- _Stored data entries_:
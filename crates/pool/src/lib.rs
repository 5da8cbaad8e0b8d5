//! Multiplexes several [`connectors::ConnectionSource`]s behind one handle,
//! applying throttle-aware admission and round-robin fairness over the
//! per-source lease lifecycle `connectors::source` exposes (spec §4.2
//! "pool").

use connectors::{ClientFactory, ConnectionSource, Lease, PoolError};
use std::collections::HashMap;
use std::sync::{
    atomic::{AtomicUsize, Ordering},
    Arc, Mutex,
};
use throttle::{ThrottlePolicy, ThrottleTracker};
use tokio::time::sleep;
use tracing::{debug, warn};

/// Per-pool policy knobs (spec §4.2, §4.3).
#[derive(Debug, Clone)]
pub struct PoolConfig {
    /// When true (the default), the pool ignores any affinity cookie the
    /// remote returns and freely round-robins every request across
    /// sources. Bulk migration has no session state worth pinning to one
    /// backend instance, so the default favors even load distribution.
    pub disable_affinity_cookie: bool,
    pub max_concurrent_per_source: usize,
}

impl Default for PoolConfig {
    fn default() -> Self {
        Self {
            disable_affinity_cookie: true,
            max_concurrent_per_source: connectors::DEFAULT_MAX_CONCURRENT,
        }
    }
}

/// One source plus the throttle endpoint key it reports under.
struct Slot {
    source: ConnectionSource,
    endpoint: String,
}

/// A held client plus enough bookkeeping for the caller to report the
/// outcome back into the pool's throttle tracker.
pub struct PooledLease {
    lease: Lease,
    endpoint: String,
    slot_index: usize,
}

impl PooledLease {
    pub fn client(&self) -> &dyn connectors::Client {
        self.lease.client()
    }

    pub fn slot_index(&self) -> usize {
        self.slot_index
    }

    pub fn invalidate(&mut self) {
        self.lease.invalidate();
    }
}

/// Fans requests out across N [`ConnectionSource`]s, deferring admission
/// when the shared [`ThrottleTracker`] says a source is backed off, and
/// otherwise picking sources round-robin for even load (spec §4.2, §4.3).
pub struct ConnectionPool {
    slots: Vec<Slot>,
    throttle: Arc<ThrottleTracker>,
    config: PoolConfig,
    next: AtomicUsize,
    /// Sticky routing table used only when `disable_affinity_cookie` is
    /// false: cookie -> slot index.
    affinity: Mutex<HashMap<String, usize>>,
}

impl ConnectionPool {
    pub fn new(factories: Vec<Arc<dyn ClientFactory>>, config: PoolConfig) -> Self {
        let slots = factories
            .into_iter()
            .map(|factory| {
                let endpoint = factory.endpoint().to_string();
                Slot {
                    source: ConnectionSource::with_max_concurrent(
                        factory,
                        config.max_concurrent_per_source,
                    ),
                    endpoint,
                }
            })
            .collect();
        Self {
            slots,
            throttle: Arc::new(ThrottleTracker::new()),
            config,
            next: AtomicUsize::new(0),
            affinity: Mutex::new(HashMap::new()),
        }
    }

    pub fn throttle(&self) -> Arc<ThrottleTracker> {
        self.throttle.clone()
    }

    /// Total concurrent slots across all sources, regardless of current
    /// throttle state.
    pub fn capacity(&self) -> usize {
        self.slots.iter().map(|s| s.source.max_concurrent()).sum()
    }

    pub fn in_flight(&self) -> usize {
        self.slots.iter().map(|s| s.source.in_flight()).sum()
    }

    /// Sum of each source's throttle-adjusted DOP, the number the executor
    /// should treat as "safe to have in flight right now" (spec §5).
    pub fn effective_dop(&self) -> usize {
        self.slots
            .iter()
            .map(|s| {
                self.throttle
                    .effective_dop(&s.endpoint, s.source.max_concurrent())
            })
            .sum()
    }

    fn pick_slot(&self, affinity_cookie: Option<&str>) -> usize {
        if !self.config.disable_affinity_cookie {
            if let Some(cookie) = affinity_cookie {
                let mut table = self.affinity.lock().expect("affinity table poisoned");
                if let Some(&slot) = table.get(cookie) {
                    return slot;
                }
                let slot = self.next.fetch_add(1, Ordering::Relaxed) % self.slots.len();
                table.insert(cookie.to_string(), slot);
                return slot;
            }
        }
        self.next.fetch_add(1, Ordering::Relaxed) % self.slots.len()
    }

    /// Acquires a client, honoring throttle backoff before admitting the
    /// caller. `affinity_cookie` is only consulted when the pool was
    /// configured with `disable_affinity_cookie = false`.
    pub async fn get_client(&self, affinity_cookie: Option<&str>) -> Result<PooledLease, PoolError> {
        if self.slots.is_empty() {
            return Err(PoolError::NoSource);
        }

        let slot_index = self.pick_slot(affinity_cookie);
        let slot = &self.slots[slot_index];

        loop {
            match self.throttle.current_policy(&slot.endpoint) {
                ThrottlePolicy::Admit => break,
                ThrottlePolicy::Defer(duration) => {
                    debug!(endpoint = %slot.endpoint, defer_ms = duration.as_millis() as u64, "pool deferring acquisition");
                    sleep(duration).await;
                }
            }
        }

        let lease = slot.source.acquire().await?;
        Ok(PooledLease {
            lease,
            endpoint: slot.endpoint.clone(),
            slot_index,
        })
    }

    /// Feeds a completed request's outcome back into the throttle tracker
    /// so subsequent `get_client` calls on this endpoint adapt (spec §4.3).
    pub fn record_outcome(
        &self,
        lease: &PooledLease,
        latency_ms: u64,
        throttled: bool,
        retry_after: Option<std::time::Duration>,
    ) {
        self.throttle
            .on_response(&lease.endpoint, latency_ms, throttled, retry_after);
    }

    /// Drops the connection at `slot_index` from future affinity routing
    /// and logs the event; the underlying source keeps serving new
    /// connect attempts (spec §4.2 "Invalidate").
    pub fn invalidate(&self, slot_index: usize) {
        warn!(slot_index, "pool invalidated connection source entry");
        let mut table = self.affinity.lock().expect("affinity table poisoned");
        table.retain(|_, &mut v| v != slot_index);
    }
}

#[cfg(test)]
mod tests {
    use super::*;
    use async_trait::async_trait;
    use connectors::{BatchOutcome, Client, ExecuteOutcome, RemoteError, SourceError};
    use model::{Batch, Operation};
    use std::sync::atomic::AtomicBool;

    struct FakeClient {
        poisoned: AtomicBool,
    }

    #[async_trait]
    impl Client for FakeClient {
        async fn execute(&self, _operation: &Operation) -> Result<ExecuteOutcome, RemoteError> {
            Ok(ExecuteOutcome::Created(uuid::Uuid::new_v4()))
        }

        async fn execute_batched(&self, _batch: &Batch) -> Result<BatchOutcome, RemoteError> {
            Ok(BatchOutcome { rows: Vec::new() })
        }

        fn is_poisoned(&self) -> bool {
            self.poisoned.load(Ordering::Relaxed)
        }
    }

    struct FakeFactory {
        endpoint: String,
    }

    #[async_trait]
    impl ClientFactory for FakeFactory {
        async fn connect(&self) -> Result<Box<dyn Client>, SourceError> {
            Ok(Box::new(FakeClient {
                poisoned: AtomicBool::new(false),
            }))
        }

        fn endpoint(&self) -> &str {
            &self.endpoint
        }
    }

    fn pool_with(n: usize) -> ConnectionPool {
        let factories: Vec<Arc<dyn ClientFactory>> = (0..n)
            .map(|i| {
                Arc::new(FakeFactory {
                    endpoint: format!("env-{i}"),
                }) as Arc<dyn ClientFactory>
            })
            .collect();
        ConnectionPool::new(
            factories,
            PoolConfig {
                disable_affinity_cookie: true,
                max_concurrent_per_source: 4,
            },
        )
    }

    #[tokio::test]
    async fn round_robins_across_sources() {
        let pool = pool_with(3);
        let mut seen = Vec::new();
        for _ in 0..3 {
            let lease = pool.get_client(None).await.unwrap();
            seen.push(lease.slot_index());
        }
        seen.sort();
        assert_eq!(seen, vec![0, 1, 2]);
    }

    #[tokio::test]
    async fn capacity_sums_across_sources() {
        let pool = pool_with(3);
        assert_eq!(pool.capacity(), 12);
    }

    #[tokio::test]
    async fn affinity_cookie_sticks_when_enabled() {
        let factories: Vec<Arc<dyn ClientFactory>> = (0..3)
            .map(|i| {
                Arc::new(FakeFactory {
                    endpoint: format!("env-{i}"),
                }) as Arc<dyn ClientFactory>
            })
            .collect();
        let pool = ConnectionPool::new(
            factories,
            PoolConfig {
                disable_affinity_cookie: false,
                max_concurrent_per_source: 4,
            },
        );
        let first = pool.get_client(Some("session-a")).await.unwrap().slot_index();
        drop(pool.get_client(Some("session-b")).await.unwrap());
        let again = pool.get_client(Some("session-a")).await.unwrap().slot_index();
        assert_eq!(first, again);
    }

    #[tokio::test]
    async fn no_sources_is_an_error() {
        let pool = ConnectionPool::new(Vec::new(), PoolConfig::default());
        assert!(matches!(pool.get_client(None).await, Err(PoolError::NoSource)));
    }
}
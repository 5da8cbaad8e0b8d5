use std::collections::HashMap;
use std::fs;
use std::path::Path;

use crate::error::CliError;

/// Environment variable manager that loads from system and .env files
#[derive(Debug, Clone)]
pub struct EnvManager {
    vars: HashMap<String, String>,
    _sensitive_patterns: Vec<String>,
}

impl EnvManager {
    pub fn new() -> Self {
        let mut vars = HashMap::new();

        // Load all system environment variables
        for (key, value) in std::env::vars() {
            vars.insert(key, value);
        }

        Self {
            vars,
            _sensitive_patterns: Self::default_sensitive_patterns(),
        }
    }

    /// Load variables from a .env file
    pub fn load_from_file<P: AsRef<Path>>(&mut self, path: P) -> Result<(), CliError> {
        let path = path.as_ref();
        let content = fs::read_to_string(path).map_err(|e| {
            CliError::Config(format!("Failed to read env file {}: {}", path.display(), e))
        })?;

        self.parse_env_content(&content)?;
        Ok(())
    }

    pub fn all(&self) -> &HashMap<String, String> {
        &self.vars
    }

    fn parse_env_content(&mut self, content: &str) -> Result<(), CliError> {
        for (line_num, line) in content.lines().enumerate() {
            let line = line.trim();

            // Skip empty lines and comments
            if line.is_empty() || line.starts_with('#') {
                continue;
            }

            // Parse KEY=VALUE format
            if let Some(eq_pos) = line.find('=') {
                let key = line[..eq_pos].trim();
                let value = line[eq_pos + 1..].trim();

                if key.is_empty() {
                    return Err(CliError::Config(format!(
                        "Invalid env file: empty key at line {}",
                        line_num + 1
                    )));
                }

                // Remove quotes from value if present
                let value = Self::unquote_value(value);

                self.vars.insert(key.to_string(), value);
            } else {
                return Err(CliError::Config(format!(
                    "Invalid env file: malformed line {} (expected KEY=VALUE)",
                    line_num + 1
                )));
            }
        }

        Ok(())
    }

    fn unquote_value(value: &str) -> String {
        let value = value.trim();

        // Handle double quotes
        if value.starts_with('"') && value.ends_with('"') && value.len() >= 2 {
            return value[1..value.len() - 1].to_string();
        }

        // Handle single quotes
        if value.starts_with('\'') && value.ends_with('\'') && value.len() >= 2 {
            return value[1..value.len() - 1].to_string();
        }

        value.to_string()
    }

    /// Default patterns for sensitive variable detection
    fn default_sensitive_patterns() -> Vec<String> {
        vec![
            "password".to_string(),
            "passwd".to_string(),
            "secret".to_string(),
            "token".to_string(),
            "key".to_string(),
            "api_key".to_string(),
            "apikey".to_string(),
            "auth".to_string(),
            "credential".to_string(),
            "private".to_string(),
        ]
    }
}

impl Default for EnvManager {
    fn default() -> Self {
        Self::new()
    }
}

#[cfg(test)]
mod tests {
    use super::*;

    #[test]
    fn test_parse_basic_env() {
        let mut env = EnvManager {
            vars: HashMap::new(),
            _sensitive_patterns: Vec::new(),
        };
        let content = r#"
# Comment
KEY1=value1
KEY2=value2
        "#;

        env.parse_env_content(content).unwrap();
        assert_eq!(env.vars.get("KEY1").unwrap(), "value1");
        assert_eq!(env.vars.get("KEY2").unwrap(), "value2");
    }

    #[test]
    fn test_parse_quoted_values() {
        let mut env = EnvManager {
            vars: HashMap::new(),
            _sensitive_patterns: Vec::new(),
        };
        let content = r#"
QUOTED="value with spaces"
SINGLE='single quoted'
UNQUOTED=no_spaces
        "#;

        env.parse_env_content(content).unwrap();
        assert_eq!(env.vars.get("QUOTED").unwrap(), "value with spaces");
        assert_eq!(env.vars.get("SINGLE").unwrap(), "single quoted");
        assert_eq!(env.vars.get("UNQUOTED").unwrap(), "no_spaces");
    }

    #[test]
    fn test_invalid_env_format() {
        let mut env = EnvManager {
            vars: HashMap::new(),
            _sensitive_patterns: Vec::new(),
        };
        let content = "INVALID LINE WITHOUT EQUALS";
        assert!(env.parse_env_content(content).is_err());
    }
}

--

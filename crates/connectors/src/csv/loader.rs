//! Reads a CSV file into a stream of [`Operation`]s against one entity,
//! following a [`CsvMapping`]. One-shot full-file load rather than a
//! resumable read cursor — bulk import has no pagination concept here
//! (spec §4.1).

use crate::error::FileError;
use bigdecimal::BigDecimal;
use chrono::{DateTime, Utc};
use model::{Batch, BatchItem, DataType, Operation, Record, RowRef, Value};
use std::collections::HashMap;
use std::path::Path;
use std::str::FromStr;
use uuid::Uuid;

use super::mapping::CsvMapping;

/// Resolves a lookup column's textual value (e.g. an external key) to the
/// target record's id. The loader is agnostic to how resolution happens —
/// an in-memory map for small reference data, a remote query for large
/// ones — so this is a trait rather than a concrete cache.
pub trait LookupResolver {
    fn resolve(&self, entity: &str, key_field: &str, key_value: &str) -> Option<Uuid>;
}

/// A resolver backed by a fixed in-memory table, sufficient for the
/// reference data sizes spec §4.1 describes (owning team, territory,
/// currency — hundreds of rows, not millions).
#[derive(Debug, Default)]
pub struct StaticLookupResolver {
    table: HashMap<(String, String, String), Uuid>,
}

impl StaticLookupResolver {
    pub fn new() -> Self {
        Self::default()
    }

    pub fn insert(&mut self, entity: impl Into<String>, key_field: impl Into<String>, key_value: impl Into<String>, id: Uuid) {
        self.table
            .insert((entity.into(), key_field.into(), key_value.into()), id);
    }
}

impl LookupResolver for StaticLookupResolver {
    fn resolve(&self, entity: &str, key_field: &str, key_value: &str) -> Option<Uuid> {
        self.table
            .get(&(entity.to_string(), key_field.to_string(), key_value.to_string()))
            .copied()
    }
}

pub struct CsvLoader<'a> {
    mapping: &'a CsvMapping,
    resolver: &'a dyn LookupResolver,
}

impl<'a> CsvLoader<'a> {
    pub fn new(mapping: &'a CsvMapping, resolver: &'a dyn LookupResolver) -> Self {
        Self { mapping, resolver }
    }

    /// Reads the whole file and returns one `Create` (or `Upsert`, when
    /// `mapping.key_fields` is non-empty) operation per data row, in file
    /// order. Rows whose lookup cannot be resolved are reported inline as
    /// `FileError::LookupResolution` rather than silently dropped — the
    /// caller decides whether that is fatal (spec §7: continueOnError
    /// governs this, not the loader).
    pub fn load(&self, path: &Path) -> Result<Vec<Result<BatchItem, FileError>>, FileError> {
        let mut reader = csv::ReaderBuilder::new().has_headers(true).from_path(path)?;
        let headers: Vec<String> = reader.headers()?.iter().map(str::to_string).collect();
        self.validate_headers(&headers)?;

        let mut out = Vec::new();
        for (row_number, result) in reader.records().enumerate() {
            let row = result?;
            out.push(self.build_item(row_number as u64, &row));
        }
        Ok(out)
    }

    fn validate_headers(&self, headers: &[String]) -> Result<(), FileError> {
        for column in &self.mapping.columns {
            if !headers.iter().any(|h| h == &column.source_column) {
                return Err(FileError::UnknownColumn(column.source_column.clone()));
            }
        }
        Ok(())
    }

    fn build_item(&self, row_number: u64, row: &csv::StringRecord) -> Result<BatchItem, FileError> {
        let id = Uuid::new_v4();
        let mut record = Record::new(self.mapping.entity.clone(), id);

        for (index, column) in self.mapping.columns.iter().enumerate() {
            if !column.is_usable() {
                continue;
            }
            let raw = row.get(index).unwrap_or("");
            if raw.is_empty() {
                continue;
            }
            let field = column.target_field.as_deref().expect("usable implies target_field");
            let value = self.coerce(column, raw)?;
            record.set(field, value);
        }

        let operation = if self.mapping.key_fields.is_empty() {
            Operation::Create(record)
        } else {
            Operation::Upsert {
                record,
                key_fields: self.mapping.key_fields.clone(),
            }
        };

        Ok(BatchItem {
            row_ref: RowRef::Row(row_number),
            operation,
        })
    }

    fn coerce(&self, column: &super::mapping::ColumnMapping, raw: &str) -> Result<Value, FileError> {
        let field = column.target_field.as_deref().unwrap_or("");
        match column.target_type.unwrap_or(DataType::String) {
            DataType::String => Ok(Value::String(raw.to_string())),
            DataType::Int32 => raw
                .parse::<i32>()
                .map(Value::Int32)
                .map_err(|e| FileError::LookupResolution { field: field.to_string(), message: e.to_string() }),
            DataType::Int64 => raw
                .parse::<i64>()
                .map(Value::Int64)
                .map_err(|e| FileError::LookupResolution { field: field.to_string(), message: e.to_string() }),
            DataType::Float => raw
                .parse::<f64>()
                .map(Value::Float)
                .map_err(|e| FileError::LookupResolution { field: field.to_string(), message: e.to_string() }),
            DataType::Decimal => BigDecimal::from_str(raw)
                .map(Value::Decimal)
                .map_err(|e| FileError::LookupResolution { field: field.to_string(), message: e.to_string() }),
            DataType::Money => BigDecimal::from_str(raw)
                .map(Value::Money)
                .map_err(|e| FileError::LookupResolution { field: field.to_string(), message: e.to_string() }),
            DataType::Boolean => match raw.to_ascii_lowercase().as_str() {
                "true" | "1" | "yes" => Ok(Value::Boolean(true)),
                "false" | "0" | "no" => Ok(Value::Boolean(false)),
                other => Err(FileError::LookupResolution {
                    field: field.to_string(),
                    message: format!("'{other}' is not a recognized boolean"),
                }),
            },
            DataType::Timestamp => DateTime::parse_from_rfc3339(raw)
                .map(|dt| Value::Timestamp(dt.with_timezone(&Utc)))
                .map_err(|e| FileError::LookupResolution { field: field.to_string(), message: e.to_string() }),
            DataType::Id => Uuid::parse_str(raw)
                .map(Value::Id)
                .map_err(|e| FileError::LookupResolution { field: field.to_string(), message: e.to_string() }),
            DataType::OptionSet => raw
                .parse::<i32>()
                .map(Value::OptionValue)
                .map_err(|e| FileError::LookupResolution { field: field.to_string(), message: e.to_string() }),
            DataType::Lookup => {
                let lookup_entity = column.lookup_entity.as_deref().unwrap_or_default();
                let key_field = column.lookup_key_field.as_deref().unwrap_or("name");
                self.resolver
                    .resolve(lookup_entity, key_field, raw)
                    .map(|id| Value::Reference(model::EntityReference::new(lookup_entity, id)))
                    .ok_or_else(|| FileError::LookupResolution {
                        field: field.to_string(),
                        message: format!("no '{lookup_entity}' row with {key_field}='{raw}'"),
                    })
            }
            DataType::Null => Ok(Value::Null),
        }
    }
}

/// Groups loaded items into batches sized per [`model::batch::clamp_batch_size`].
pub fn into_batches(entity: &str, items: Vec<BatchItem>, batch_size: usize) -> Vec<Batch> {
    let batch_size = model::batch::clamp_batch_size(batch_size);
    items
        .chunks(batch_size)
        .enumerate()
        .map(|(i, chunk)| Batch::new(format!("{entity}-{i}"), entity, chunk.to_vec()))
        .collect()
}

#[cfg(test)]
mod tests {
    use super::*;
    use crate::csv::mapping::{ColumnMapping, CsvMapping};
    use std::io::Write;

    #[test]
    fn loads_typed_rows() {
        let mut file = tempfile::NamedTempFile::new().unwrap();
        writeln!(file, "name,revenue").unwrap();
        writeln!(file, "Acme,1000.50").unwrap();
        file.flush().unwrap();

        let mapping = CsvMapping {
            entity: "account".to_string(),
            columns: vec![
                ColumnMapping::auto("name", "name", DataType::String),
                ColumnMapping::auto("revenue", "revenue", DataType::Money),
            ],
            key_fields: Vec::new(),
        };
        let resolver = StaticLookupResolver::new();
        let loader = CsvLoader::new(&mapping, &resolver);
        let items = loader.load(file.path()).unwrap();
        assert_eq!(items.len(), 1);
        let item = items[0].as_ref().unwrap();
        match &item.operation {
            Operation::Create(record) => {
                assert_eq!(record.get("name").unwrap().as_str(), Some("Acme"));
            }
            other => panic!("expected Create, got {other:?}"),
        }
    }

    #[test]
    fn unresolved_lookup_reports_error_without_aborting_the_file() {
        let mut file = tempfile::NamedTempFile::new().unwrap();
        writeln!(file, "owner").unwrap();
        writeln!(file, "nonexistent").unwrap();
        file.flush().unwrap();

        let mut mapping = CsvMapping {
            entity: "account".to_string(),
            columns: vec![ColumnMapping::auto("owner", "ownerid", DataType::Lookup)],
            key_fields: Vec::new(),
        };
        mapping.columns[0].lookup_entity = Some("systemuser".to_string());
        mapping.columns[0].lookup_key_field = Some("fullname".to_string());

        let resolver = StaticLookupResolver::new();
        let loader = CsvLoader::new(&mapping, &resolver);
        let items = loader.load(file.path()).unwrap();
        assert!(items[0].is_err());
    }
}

* * *

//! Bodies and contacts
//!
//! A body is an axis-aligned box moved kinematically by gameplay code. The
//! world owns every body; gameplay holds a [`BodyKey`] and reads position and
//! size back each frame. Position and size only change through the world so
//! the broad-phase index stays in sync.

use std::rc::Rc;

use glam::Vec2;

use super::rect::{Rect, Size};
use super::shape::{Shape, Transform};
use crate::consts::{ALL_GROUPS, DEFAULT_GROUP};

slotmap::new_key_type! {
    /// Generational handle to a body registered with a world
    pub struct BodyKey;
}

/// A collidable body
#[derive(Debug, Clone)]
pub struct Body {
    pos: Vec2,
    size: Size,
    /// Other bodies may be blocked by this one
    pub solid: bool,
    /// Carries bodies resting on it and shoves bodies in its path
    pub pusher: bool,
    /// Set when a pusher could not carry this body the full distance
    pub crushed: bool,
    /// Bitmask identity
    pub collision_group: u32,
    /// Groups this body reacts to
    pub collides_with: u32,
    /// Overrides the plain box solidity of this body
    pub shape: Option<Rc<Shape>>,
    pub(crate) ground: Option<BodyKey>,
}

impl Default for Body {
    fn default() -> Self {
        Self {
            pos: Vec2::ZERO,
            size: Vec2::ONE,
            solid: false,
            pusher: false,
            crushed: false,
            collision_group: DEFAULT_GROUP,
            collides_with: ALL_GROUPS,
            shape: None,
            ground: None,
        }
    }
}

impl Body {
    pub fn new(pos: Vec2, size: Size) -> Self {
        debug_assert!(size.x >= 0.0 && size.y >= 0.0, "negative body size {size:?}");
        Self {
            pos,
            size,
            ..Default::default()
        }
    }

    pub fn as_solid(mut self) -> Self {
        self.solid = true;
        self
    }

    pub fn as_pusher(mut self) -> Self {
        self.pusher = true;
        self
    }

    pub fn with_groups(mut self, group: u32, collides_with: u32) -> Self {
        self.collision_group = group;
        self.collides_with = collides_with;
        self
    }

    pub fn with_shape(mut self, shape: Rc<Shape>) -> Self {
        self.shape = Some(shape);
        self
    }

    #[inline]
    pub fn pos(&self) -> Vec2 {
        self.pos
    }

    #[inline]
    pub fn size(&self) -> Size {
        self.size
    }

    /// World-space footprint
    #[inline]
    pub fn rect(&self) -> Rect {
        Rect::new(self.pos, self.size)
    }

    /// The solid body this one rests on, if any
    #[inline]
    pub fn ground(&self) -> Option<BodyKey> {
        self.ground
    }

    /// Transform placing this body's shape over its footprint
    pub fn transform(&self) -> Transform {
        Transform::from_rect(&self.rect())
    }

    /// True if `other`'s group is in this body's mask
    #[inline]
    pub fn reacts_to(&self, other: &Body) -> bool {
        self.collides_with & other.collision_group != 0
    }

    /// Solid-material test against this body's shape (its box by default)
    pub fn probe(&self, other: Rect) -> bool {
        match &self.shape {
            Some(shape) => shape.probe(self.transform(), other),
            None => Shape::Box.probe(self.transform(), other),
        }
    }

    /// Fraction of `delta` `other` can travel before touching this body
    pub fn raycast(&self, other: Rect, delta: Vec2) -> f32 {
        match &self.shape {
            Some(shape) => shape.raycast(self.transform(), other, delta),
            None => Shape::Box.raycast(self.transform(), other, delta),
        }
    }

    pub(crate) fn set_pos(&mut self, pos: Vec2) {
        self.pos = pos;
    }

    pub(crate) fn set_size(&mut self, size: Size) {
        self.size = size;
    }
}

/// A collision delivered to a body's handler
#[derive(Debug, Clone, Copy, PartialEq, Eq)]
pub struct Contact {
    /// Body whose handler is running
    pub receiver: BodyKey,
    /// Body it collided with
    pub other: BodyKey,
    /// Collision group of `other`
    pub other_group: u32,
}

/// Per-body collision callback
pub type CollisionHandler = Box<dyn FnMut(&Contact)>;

- _Action item_: Lines that contain "Acme" should be pulled from the entries above and reported.

- _Response_:
        writeln!(file, "Acme,1000.50").unwrap();
                assert_eq!(record.get("name").unwrap().as_str(), Some("Acme"));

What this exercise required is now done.